Radiographs will reveal any avulsion fracture or other bony injury. The amount articular surface involvement in an avulsion fracture will dictate whether surgical repair is warranted. With some variability, fracture fragments that occupy > 25% of the articular surface and have > 3mm of displacement should be surgically repaired. Likewise, UCL laxity that has the clinical appearance of a soft tissue block (Stener lesion) that prevents the anatomic alignment of the MCP joint will necessitate surgical exploration and repair of tissue injuries.
Initial immobilization in a well padded thumb spica splint is desirable. This allows the acutely painful and/or arthritic painful joint to rest and limit ROM which can contribute to pain. In non-Stener lesions and the absence of fracture, these acute injuries will heal in about 6 weeks. There is considerable variability in immobilization preferences. These range from forearm based thumb spica cast, hand based thumb spica cast, forearm or hand based custom molded thermoplastic splint, to commercial thumb based splints. In the more chronic UCL laxity, the immobilization device is more for rest and reduction of pain symptoms. Adherence to splint wear is more flexible since acute ligament healing is not a concern.

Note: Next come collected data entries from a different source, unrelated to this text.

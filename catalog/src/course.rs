//! Course records and the corpus built from them.

use std::fmt;
use std::path::Path;

use serde::{Deserialize, Serialize};
use sha2::{Digest, Sha256};
use tracing::info;

use crate::error::Result;
use crate::loader::{load_course_table, load_job_table};

/// One row of the course table.
#[derive(Debug, Clone, PartialEq, Eq, Serialize, Deserialize)]
pub struct Course {
    /// Position in the corpus.
    pub index: usize,

    /// Course category.
    pub category: String,

    /// Course name; this is the text that gets embedded.
    pub name: String,

    /// Course length as written in the source table.
    pub duration: String,
}

impl Course {
    /// Create a course. The index is assigned when it joins a [`Corpus`].
    pub fn new(
        category: impl Into<String>,
        name: impl Into<String>,
        duration: impl Into<String>,
    ) -> Self {
        Self {
            index: 0,
            category: category.into(),
            name: name.into(),
            duration: duration.into(),
        }
    }
}

/// Content fingerprint of a corpus.
///
/// Equal for two corpora exactly when their ordered course names are equal.
#[derive(Debug, Clone, PartialEq, Eq, Hash, Serialize, Deserialize)]
pub struct CorpusVersion(String);

impl CorpusVersion {
    /// Fingerprint an ordered list of texts.
    pub fn of<S: AsRef<str>>(texts: &[S]) -> Self {
        let mut hasher = Sha256::new();
        for text in texts {
            let bytes = text.as_ref().as_bytes();
            // Length prefix keeps ["ab", "c"] and ["a", "bc"] apart.
            hasher.update((bytes.len() as u64).to_le_bytes());
            hasher.update(bytes);
        }
        Self(format!("{:x}", hasher.finalize()))
    }

    /// Hex digest.
    pub fn as_str(&self) -> &str {
        &self.0
    }
}

impl fmt::Display for CorpusVersion {
    fn fmt(&self, f: &mut fmt::Formatter<'_>) -> fmt::Result {
        write!(f, "{}", &self.0[..12.min(self.0.len())])
    }
}

/// Ordered, immutable set of courses.
#[derive(Debug, Clone)]
pub struct Corpus {
    courses: Vec<Course>,
    texts: Vec<String>,
    version: CorpusVersion,
}

impl Corpus {
    /// Build a corpus, reindexing courses by position.
    pub fn new(courses: impl IntoIterator<Item = Course>) -> Self {
        let courses: Vec<Course> = courses
            .into_iter()
            .enumerate()
            .map(|(index, course)| Course { index, ..course })
            .collect();
        let texts: Vec<String> = courses.iter().map(|c| c.name.clone()).collect();
        let version = CorpusVersion::of(&texts);

        Self {
            courses,
            texts,
            version,
        }
    }

    /// Content fingerprint.
    pub fn version(&self) -> &CorpusVersion {
        &self.version
    }

    /// Embedded text of every course, in corpus order. Blank names stay in
    /// place as empty strings.
    pub fn texts(&self) -> &[String] {
        &self.texts
    }

    /// Get a course by index.
    pub fn get(&self, index: usize) -> Option<&Course> {
        self.courses.get(index)
    }

    /// Iterate over courses in order.
    pub fn iter(&self) -> impl Iterator<Item = &Course> {
        self.courses.iter()
    }

    /// Number of courses.
    pub fn len(&self) -> usize {
        self.courses.len()
    }

    /// Check if the corpus is empty.
    pub fn is_empty(&self) -> bool {
        self.courses.is_empty()
    }
}

/// Summary of the job table. Only used for catalog statistics.
#[derive(Debug, Clone, Default, PartialEq, Eq, Serialize, Deserialize)]
pub struct JobTable {
    /// Column headers.
    pub headers: Vec<String>,

    /// Number of data rows.
    pub rows: usize,
}

/// Both source tables, loaded together.
#[derive(Debug, Clone)]
pub struct Catalog {
    /// Job table summary.
    pub jobs: JobTable,

    /// Course corpus.
    pub corpus: Corpus,
}

impl Catalog {
    /// Load the job and course tables, trying `encodings` in order for each.
    pub fn load(
        job_table: impl AsRef<Path>,
        course_table: impl AsRef<Path>,
        encodings: &[String],
    ) -> Result<Self> {
        let jobs = load_job_table(job_table, encodings)?;
        let corpus = load_course_table(course_table, encodings)?;

        info!(
            "Loaded catalog: {} jobs, {} courses (corpus {})",
            jobs.rows,
            corpus.len(),
            corpus.version()
        );
        Ok(Self { jobs, corpus })
    }

    /// Get catalog statistics.
    pub fn stats(&self) -> CatalogStats {
        CatalogStats {
            jobs: self.jobs.rows,
            courses: self.corpus.len(),
        }
    }
}

/// Row counts of the loaded tables.
#[derive(Debug, Clone, Copy, PartialEq, Eq, Serialize, Deserialize)]
pub struct CatalogStats {
    /// Number of job rows.
    pub jobs: usize,

    /// Number of courses.
    pub courses: usize,
}
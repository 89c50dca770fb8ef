//! Configuration for the course recommender.

use std::path::{Path, PathBuf};

use serde::{Deserialize, Serialize};
use tracing::{debug, info};

use coursefit_catalog::DEFAULT_ENCODINGS;

use crate::error::{RecommendError, Result};

/// Configuration for the course recommender.
#[derive(Debug, Clone, Default, PartialEq, Serialize, Deserialize)]
#[serde(default)]
pub struct RecommenderConfig {
    /// Source tables.
    pub data: DataConfig,

    /// Embedding provider configuration.
    pub embedding: EmbeddingConfig,

    /// Query processing configuration.
    pub query: QueryConfig,
}

impl RecommenderConfig {
    /// Load configuration from a TOML file. A missing file yields defaults.
    pub fn load(path: impl AsRef<Path>) -> Result<Self> {
        let path = path.as_ref();
        if !path.exists() {
            debug!("No config at {}, using defaults", path.display());
            return Ok(Self::default());
        }

        let content = std::fs::read_to_string(path)?;
        let config = Self::from_toml(&content)
            .map_err(|e| RecommendError::Config(format!("{}: {e}", path.display())))?;
        info!("Loaded configuration from {}", path.display());
        Ok(config)
    }

    /// Parse configuration from a TOML string.
    pub fn from_toml(content: &str) -> Result<Self> {
        toml::from_str(content).map_err(|e| RecommendError::Config(e.to_string()))
    }

    /// Set the job table path.
    pub fn with_job_table(mut self, path: impl Into<PathBuf>) -> Self {
        self.data.job_table = path.into();
        self
    }

    /// Set the course table path.
    pub fn with_course_table(mut self, path: impl Into<PathBuf>) -> Self {
        self.data.course_table = path.into();
        self
    }

    /// Set the embedding configuration.
    pub fn with_embedding(mut self, config: EmbeddingConfig) -> Self {
        self.embedding = config;
        self
    }

    /// Set the query configuration.
    pub fn with_query(mut self, config: QueryConfig) -> Self {
        self.query = config;
        self
    }
}

/// Location and decoding of the source tables.
#[derive(Debug, Clone, PartialEq, Eq, Serialize, Deserialize)]
#[serde(default)]
pub struct DataConfig {
    /// Job table CSV.
    pub job_table: PathBuf,

    /// Course table CSV.
    pub course_table: PathBuf,

    /// Encodings to try, in order.
    pub encodings: Vec<String>,
}

impl Default for DataConfig {
    fn default() -> Self {
        Self {
            job_table: PathBuf::from("직무정보DB.csv"),
            course_table: PathBuf::from("교육정보DB.csv"),
            encodings: DEFAULT_ENCODINGS.iter().map(ToString::to_string).collect(),
        }
    }
}

/// Configuration for the embedding provider.
#[derive(Debug, Clone, PartialEq, Serialize, Deserialize)]
#[serde(default)]
pub struct EmbeddingConfig {
    /// Which provider to use.
    pub provider: EmbeddingProviderType,

    /// Model to use (provider default when unset).
    pub model: Option<String>,

    /// Base URL of an OpenAI-compatible API.
    pub base_url: Option<String>,

    /// API key; falls back to `OPENAI_API_KEY`.
    pub api_key: Option<String>,

    /// Vector length (provider default when unset).
    pub dimension: Option<usize>,

    /// Maximum texts per provider request.
    pub batch_size: usize,

    /// Directory for corpus vector snapshots. In-memory only when unset.
    pub cache_dir: Option<PathBuf>,
}

impl Default for EmbeddingConfig {
    fn default() -> Self {
        Self {
            provider: EmbeddingProviderType::Hashing,
            model: None,
            base_url: None,
            api_key: None,
            dimension: None,
            batch_size: 64,
            cache_dir: None,
        }
    }
}

/// Type of embedding provider.
#[derive(Debug, Clone, Copy, Default, PartialEq, Eq, Serialize, Deserialize)]
#[serde(rename_all = "snake_case")]
pub enum EmbeddingProviderType {
    /// OpenAI-compatible embeddings API.
    #[serde(rename = "openai")]
    OpenAI,
    /// Offline feature-hashing encoder.
    #[default]
    Hashing,
}

impl std::str::FromStr for EmbeddingProviderType {
    type Err = RecommendError;

    fn from_str(s: &str) -> Result<Self> {
        match s.to_ascii_lowercase().as_str() {
            "openai" => Ok(Self::OpenAI),
            "hashing" | "hash" => Ok(Self::Hashing),
            other => Err(RecommendError::Config(format!(
                "unknown embedding provider: {other}"
            ))),
        }
    }
}

/// Configuration for query processing.
#[derive(Debug, Clone, Copy, PartialEq, Eq, Serialize, Deserialize)]
#[serde(default)]
pub struct QueryConfig {
    /// Number of recommendations when the caller does not ask for a count.
    pub top_k: usize,

    /// Decimal places kept in similarity scores.
    pub score_precision: u32,
}

impl Default for QueryConfig {
    fn default() -> Self {
        Self {
            top_k: 5,
            score_precision: 4,
        }
    }
}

Injuries to the UCL can be from acute injury or from recurrent stressors placed on the thumb. Recognition of injury mechanisms will aid the clinician in determining the amount of injury to the UCL. In acute injury, most UCL sprains will heal in 6 weeks with adequate immobilization. In more chronic UCL injuries or in the case of acute injury that is associated with a Stener lesion or bony avulsion fractures, surgical correction maybe necessary. Having a working knowledge of the differences between acute (Skier's thumb) and chronic (Gamekeeper's thumb) UCL thumb injuries will help the clinician treat their patients in a more comprehensive fashion.